**Required action**
Below are some entries. Repeat exactly the lines from the one with "self.entries.iter().map(|(k, v)| (k.as_str(), v))" through the one with "for (name, value) in iter", and only those.

[Dataset entries]
------------------------------------

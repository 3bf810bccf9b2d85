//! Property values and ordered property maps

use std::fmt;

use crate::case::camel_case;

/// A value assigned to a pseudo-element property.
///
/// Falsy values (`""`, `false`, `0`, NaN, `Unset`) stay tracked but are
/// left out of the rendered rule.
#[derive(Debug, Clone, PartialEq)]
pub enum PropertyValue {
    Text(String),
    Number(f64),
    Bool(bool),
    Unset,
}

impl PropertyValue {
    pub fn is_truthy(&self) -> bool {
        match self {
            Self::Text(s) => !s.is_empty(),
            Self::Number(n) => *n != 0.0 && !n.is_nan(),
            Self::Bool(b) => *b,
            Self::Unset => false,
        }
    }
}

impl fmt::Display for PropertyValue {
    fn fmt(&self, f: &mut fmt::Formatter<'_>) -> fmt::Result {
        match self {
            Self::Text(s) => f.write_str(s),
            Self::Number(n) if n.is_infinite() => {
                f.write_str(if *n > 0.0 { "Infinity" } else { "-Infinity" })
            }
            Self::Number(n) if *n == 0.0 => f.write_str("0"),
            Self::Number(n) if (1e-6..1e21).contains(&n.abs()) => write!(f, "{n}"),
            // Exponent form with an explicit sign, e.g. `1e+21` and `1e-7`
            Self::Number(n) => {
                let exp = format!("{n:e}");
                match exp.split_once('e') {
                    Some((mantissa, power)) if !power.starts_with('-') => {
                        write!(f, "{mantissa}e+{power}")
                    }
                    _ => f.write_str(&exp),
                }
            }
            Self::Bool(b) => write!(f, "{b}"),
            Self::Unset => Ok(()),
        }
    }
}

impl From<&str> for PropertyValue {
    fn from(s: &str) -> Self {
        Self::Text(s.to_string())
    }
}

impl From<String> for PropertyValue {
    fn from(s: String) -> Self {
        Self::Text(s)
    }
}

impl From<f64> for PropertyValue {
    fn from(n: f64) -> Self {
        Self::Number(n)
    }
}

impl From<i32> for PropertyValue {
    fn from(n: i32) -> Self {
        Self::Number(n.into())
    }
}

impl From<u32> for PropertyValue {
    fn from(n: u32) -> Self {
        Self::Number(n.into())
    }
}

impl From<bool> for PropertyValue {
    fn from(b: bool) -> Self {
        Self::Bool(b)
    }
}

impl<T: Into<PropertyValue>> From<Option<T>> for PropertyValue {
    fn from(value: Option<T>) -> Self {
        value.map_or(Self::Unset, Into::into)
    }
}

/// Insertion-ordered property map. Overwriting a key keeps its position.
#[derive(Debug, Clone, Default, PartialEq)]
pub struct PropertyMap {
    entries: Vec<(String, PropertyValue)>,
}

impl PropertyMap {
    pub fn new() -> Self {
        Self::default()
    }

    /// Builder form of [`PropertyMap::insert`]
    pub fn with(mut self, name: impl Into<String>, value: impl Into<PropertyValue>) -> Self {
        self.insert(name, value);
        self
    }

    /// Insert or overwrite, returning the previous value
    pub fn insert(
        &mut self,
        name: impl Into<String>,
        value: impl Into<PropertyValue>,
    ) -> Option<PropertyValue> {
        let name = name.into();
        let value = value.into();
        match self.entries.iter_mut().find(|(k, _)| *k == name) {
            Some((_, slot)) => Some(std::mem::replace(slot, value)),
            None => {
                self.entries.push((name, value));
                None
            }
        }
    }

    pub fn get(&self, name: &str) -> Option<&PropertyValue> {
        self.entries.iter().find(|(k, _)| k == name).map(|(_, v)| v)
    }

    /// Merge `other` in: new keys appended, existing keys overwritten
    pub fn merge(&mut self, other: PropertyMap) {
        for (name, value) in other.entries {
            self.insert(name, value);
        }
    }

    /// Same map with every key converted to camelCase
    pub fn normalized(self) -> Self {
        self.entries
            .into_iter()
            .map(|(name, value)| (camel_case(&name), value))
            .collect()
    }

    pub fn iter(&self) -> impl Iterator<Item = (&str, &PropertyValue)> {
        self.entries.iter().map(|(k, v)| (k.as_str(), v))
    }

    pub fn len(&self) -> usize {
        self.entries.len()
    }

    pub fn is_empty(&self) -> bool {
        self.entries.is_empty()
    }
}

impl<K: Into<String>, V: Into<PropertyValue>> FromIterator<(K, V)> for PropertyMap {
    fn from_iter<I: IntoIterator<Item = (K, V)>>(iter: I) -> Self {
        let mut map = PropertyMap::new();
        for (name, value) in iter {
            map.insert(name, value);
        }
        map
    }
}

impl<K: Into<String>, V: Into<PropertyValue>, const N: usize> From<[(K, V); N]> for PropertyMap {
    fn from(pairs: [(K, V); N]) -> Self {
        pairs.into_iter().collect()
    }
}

------------------------------------

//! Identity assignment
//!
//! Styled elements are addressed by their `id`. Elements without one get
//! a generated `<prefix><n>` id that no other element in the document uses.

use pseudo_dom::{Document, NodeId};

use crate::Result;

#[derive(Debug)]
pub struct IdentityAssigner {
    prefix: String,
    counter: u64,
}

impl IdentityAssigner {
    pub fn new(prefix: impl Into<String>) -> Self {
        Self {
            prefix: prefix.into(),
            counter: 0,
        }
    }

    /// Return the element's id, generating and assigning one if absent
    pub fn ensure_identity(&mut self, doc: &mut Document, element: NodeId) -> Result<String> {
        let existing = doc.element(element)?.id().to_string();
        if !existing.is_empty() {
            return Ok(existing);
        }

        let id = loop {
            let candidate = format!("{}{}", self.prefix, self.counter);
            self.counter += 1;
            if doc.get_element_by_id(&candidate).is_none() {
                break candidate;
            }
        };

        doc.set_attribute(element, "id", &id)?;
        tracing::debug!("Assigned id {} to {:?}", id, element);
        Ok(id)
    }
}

------------------------------------

**Output for this task**
        self.entries.iter().map(|(k, v)| (k.as_str(), v))
    }

    pub fn len(&self) -> usize {
        self.entries.len()
    }

    pub fn is_empty(&self) -> bool {
        self.entries.is_empty()
    }
}

impl<K: Into<String>, V: Into<PropertyValue>> FromIterator<(K, V)> for PropertyMap {
    fn from_iter<I: IntoIterator<Item = (K, V)>>(iter: I) -> Self {
        let mut map = PropertyMap::new();
        for (name, value) in iter {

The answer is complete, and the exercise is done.